In other interviews she talks a lot about how she’s preempting 2000s nostalgia, and how the decade is perceived as less moral than its immediate predecessors (I tend to rail against the concept of nostalgia more generally as there is heinous butchery in every decade, and to conflate the positive experiences of a single strand of first-world society with the entirety of a decade that might have experienced the slaughterhouses of Guatemala or Rwanda or Darfur borders on the narcissistic).
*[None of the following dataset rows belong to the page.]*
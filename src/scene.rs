use crate::camera::Ray;
use crate::material::{self, AdjustableMaterial};
use crate::picking::{ray_hit_obb, world_matrix};
use bevy_ecs::component::Component;
use bevy_ecs::entity::Entity;
use bevy_ecs::world::World;
use glam::{Mat4, Quat, Vec3};

#[derive(Component, Clone, Copy, Debug)]
pub struct NodeTransform {
    pub translation: Vec3,
    pub rotation: Quat,
    pub scale: Vec3,
}

impl Default for NodeTransform {
    fn default() -> Self {
        Self { translation: Vec3::ZERO, rotation: Quat::IDENTITY, scale: Vec3::ONE }
    }
}

#[derive(Component, Clone, Copy)]
pub struct Parent(pub Entity);

#[derive(Component, Default)]
pub struct Children(pub Vec<Entity>);

/// Local-space box used for ray picking.
#[derive(Component, Clone, Copy, Debug, PartialEq)]
pub struct PickBounds {
    pub min: Vec3,
    pub max: Vec3,
}

#[derive(Component, Default)]
pub struct NodeMaterials(pub Vec<AdjustableMaterial>);

#[derive(Component, Clone, Copy, Debug, PartialEq, Eq, Hash)]
pub enum NodeRole {
    Root,
    Body,
    Label,
    StatusBar,
    SelectionRing,
    Effect,
}

#[derive(Component, Clone, Copy, Debug, PartialEq, Eq)]
pub struct Visible(pub bool);

#[derive(Component, Clone, Debug)]
pub struct NodeName(pub String);

/// Description of a subtree handed out by avatar factories.
#[derive(Debug, Clone)]
pub struct NodeBlueprint {
    pub name: String,
    pub role: NodeRole,
    pub transform: NodeTransform,
    pub bounds: Option<PickBounds>,
    pub materials: Vec<AdjustableMaterial>,
    pub visible: bool,
    pub children: Vec<NodeBlueprint>,
}

impl NodeBlueprint {
    pub fn new(name: impl Into<String>, role: NodeRole) -> Self {
        Self {
            name: name.into(),
            role,
            transform: NodeTransform::default(),
            bounds: None,
            materials: Vec::new(),
            visible: true,
            children: Vec::new(),
        }
    }

    pub fn at(mut self, translation: Vec3) -> Self {
        self.transform.translation = translation;
        self
    }

    pub fn with_bounds(mut self, min: Vec3, max: Vec3) -> Self {
        self.bounds = Some(PickBounds { min, max });
        self
    }

    pub fn with_material(mut self, material: AdjustableMaterial) -> Self {
        self.materials.push(material);
        self
    }

    pub fn hidden(mut self) -> Self {
        self.visible = false;
        self
    }

    pub fn with_child(mut self, child: NodeBlueprint) -> Self {
        self.children.push(child);
        self
    }

    pub fn node_count(&self) -> usize {
        1 + self.children.iter().map(NodeBlueprint::node_count).sum::<usize>()
    }
}

#[derive(Debug, Clone)]
pub struct SpawnedSubtree {
    pub root: Entity,
    /// Every node of the subtree, root first.
    pub nodes: Vec<Entity>,
}

#[derive(Debug, Clone, Copy, Default, PartialEq, Eq)]
pub struct DisposeStats {
    pub nodes: usize,
    pub materials: usize,
}

/// Scene graph of avatar subtrees. Only the agent pool mutates it.
pub struct SceneGraph {
    world: World,
    live_nodes: usize,
}

impl Default for SceneGraph {
    fn default() -> Self {
        Self::new()
    }
}

impl SceneGraph {
    pub fn new() -> Self {
        Self { world: World::new(), live_nodes: 0 }
    }

    pub fn node_count(&self) -> usize {
        self.live_nodes
    }

    pub fn spawn(&mut self, blueprint: &NodeBlueprint) -> SpawnedSubtree {
        let mut nodes = Vec::with_capacity(blueprint.node_count());
        let root = self.spawn_node(blueprint, None, &mut nodes);
        SpawnedSubtree { root, nodes }
    }

    fn spawn_node(&mut self, blueprint: &NodeBlueprint, parent: Option<Entity>, nodes: &mut Vec<Entity>) -> Entity {
        let mut entity = self.world.spawn((
            blueprint.transform,
            blueprint.role,
            Visible(blueprint.visible),
            NodeName(blueprint.name.clone()),
            NodeMaterials(blueprint.materials.clone()),
        ));
        if let Some(parent) = parent {
            entity.insert(Parent(parent));
        }
        if let Some(bounds) = blueprint.bounds {
            entity.insert(bounds);
        }
        let id = entity.id();
        self.live_nodes += 1;
        nodes.push(id);
        let children: Vec<Entity> =
            blueprint.children.iter().map(|child| self.spawn_node(child, Some(id), nodes)).collect();
        if !children.is_empty() {
            self.world.entity_mut(id).insert(Children(children));
        }
        id
    }

    /// Despawns `root` and everything below it, releasing their materials.
    pub fn despawn_subtree(&mut self, root: Entity) -> DisposeStats {
        let mut stats = DisposeStats::default();
        let mut stack = vec![root];
        while let Some(node) = stack.pop() {
            if let Some(children) = self.world.get::<Children>(node) {
                stack.extend(children.0.iter().copied());
            }
            stats.materials += self.world.get::<NodeMaterials>(node).map_or(0, |m| m.0.len());
            if self.world.despawn(node) {
                self.live_nodes = self.live_nodes.saturating_sub(1);
                stats.nodes += 1;
            }
        }
        stats
    }

    pub fn contains(&self, node: Entity) -> bool {
        self.world.get::<NodeRole>(node).is_some()
    }

    pub fn translation(&self, node: Entity) -> Option<Vec3> {
        self.world.get::<NodeTransform>(node).map(|tx| tx.translation)
    }

    pub fn set_translation(&mut self, node: Entity, translation: Vec3) -> bool {
        match self.world.get_mut::<NodeTransform>(node) {
            Some(mut tx) => {
                tx.translation = translation;
                true
            }
            None => false,
        }
    }

    pub fn scale(&self, node: Entity) -> Option<Vec3> {
        self.world.get::<NodeTransform>(node).map(|tx| tx.scale)
    }

    pub fn set_scale(&mut self, node: Entity, scale: Vec3) -> bool {
        match self.world.get_mut::<NodeTransform>(node) {
            Some(mut tx) => {
                tx.scale = scale;
                true
            }
            None => false,
        }
    }

    pub fn is_visible(&self, node: Entity) -> bool {
        self.world.get::<Visible>(node).is_some_and(|v| v.0)
    }

    pub fn set_visible(&mut self, node: Entity, visible: bool) -> bool {
        match self.world.get_mut::<Visible>(node) {
            Some(mut v) => {
                v.0 = visible;
                true
            }
            None => false,
        }
    }

    pub fn role(&self, node: Entity) -> Option<NodeRole> {
        self.world.get::<NodeRole>(node).copied()
    }

    pub fn name(&self, node: Entity) -> Option<&str> {
        self.world.get::<NodeName>(node).map(|n| n.0.as_str())
    }

    pub fn materials(&self, node: Entity) -> &[AdjustableMaterial] {
        self.world.get::<NodeMaterials>(node).map_or(&[], |m| m.0.as_slice())
    }

    pub fn apply_brightness(&mut self, nodes: &[Entity], brightness: f32) {
        for &node in nodes {
            if let Some(mut materials) = self.world.get_mut::<NodeMaterials>(node) {
                material::apply_brightness(&mut materials.0, brightness);
            }
        }
    }

    pub fn set_base_color(&mut self, node: Entity, color: Vec3, brightness: f32) {
        if let Some(mut materials) = self.world.get_mut::<NodeMaterials>(node) {
            for material in materials.0.iter_mut() {
                material.set_base_color(color, brightness);
            }
        }
    }

    /// Composed transform of a node, walking its parent chain.
    pub fn world_matrix(&self, node: Entity) -> Option<Mat4> {
        let mut matrix = Mat4::IDENTITY;
        let mut current = Some(node);
        while let Some(entity) = current {
            let tx = self.world.get::<NodeTransform>(entity)?;
            let local = world_matrix(tx.translation, tx.rotation, tx.scale)?;
            matrix = local * matrix;
            current = self.world.get::<Parent>(entity).map(|p| p.0);
        }
        Some(matrix)
    }

    /// Nearest visible pickable node among `nodes` hit by the ray.
    pub fn pick(&self, ray: &Ray, nodes: &[Entity]) -> Option<(Entity, f32)> {
        let mut best: Option<(Entity, f32)> = None;
        for &node in nodes {
            if !self.is_visible(node) {
                continue;
            }
            let Some(bounds) = self.world.get::<PickBounds>(node) else {
                continue;
            };
            let Some(world) = self.world_matrix(node) else {
                continue;
            };
            if let Some(distance) = ray_hit_obb(ray.origin, ray.dir, &world, bounds.min, bounds.max) {
                if best.map_or(true, |(_, d)| distance < d) {
                    best = Some((node, distance));
                }
            }
        }
        best
    }
}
As someone who was in the fourth grade (ten years old, for non-Americans) in 2007, it’s strange to see a time that I remember reasonably well subjected to the mythologization of nostalgia; I grew up with the eighties and nineties being mythologized, having not been alive for the former and a small child for the latter half of the latter, so seeing things like Seanan McGuire’s Middlegame having a fair portion set in the 2000s is somewhat bizarre to me.
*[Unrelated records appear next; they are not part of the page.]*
#![allow(dead_code)]

use agent_deck::animation::{AnimationPlayer, ClipInfo, ProceduralMode};
use agent_deck::assets::{AssetTier, AvatarBlueprint, AvatarFactory, AvatarSource, PrimitiveAvatarFactory};
use agent_deck::camera::{Projector, Ray};
use agent_deck::config::PickingConfig;
use agent_deck::dispatch::DispatchContext;
use agent_deck::picking::{AgentPicker, HitTestScene};
use agent_deck::roster::{AgentId, AgentRecord, AreaRecord, BuildingRecord};
use bevy_ecs::entity::Entity;
use glam::{Vec2, Vec3};
use anyhow::Result;
use std::cell::RefCell;
use std::rc::Rc;

/// Straight-down camera where one screen pixel is one ground unit: screen (x, y) is ground (x, z).
pub struct TopDown;

impl Projector for TopDown {
    fn screen_ray(&self, screen: Vec2) -> Option<Ray> {
        Some(Ray { origin: Vec3::new(screen.x, 50.0, screen.y), dir: Vec3::NEG_Y })
    }

    fn project_point(&self, point: Vec3) -> Option<Vec2> {
        Some(Vec2::new(point.x, point.z))
    }
}

/// Agents picked as vertical cylinders of radius 0.5.
pub struct StubAgents(pub Vec<(AgentId, Vec3)>);

impl AgentPicker for StubAgents {
    fn pick_agent(&self, ray: &Ray) -> Option<(AgentId, f32)> {
        self.0
            .iter()
            .filter(|(_, pos)| Vec2::new(ray.origin.x - pos.x, ray.origin.z - pos.z).length() <= 0.5)
            .map(|(id, pos)| (id.clone(), ray.origin.y - pos.y))
            .min_by(|a, b| a.1.total_cmp(&b.1))
    }
}

pub struct Field {
    pub projector: TopDown,
    pub agents: StubAgents,
    pub buildings: Vec<BuildingRecord>,
    pub areas: Vec<AreaRecord>,
    pub picking: PickingConfig,
    pub selection: Vec<AgentId>,
    pub resize_armed: Option<String>,
    pub draw_mode: bool,
}

impl Field {
    /// Agents `a` at (100, 100) and `b` at (140, 100), building `hq` around (200, 200),
    /// area `zone` spanning (300..400, 300..400).
    pub fn new() -> Self {
        Self {
            projector: TopDown,
            agents: StubAgents(vec![
                ("a".to_string(), Vec3::new(100.0, 0.0, 100.0)),
                ("b".to_string(), Vec3::new(140.0, 0.0, 100.0)),
            ]),
            buildings: vec![BuildingRecord::new("hq", Vec3::new(200.0, 2.0, 200.0), Vec3::splat(5.0))],
            areas: vec![AreaRecord::new("zone", Vec2::new(300.0, 300.0), Vec2::new(400.0, 400.0))],
            picking: PickingConfig::default(),
            selection: Vec::new(),
            resize_armed: None,
            draw_mode: false,
        }
    }

    pub fn ctx(&self) -> DispatchContext<'_> {
        DispatchContext {
            projector: &self.projector,
            agents: &self.agents,
            agent_positions: &self.agents.0,
            scene: HitTestScene {
                buildings: &self.buildings,
                areas: &self.areas,
                resize_armed: self.resize_armed.as_deref(),
                draw_mode: self.draw_mode,
            },
            picking: &self.picking,
            selection: &self.selection,
        }
    }
}

#[derive(Debug, Clone, PartialEq)]
pub enum PlayerCall {
    Register { agent: String, clips: usize },
    Play { agent: String, clip: String, looped: bool },
    Procedural { agent: String, mode: ProceduralMode },
    Unregister { agent: String },
}

/// Animation player that records every call into a shared log.
#[derive(Clone, Default)]
pub struct RecordingPlayer {
    pub log: Rc<RefCell<Vec<PlayerCall>>>,
}

impl RecordingPlayer {
    pub fn calls(&self) -> Vec<PlayerCall> {
        self.log.borrow().clone()
    }

    pub fn plays_for(&self, agent: &str) -> Vec<String> {
        self.log
            .borrow()
            .iter()
            .filter_map(|call| match call {
                PlayerCall::Play { agent: a, clip, .. } if a == agent => Some(clip.clone()),
                _ => None,
            })
            .collect()
    }

    pub fn clear(&self) {
        self.log.borrow_mut().clear();
    }
}

impl AnimationPlayer for RecordingPlayer {
    fn register(&mut self, agent: &str, _root: Entity, clips: &[ClipInfo]) {
        self.log.borrow_mut().push(PlayerCall::Register { agent: agent.to_string(), clips: clips.len() });
    }

    fn play_clip(&mut self, agent: &str, clip: &str, looped: bool) {
        self.log.borrow_mut().push(PlayerCall::Play { agent: agent.to_string(), clip: clip.to_string(), looped });
    }

    fn set_procedural(&mut self, agent: &str, mode: ProceduralMode) {
        self.log.borrow_mut().push(PlayerCall::Procedural { agent: agent.to_string(), mode });
    }

    fn unregister(&mut self, agent: &str) {
        self.log.borrow_mut().push(PlayerCall::Unregister { agent: agent.to_string() });
    }
}

/// Primitive avatars, with every build request and its source logged.
#[derive(Clone, Default)]
pub struct RecordingFactory {
    inner: Rc<RefCell<PrimitiveAvatarFactory>>,
    pub log: Rc<RefCell<Vec<(String, String)>>>,
}

impl RecordingFactory {
    pub fn builds(&self) -> Vec<(String, String)> {
        self.log.borrow().clone()
    }
}

impl AvatarFactory for RecordingFactory {
    fn build_avatar(&mut self, record: &AgentRecord, source: AvatarSource<'_>) -> Result<AvatarBlueprint> {
        let label = match source {
            AvatarSource::Shared(AssetTier::Basic) => "basic".to_string(),
            AvatarSource::Shared(AssetTier::Full) => "full".to_string(),
            AvatarSource::Custom(model) => format!("custom:{}", model.key),
        };
        self.log.borrow_mut().push((record.id.clone(), label));
        self.inner.borrow_mut().build_avatar(record, source)
    }
}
George W. Bush has a fairly strong presence throughout the novel despite never appearing as a character, serving as an avatar of what Ellis perceives as wrong with the American government of the time. One major character is clearly based on the likes of Julian Assange, and Robert Gates is accurately shown as the Secretary of Defense (which, as an aside, was strange to me because Gates is the Chancellor of my alma mater, and I have seen him speak at Charter Day ceremonies).


If I had to make a comparison between this novel and another alternate history work, I would choose the film District 9, directed by Neill Blomkamp, in that they both use alternate history bases to explore a science fictional concept with heavy sociological undertones, and neither puts much focus on the alternate history proper. There is some in Axiom’s End but it is not the focus; however, in headings between sections of the book, there is the Dow Jones Industrial Average, which hints at the looming recession just around the corner. It’s the sort of thing that I hope is explored in more detail in the coming instalments in the series.


That, ultimately, is why this book disappoints as an alternate history story: the actual story Ellis tells is so confined to a small group of characters in the United States in a manner that makes the plot something that isn’t fundamentally rooted in the alternate history in which it takes place. There’s none of the large scale that makes so much alternate history appealing; one could have how the Bush administration handles the Middle East after the changes brought out by first contact. There are hints of the religious right of the period, now almost neutered in our world, handling the revelation, but that sort of thing never really affects the plot. The ahistorical world and the plot are simply not integrated enough, in the way the classics of alternate history are, to provide the sort of satisfaction many alternate historians crave.


But I must emphasise that as a first-contact story, it works spectacularly. The aliens here are very well-developed and oftentimes quite unnerving, and the human responses, both individually and governmentally, are very believable. It feels as if Ellis took bits of WorldWar, Childhood’s End, Contact, Footfall, E. T., and many other of the great first contact stories, mashes it with a historical period in a manner reminiscent of A World of Difference, and makes it her own, with vulnerable characters trying to get by in a world that is confusing and hostile (in different ways to different characters). Particularly, I think the relationship between the main character and a certain extra-terrestrial was done very well, sometimes heart-rendingly so.


Axiom’s End is by one metric a daring twenty-first century take on an old concept, and by another metric a missed opportunity. I very much enjoyed the novel and would wholeheartedly recommend it to a science fiction reader, but would hesitate on recommending it to somebody explicitly looking for an alternate history. This is not WorldWar or The Great Martian War, no matter how much part of me wished it was, but what it does do, it does fantastically. I sincerely hope Ellis exploits the potential in the ahistorical premise she has chosen; the sequel would only be better for it.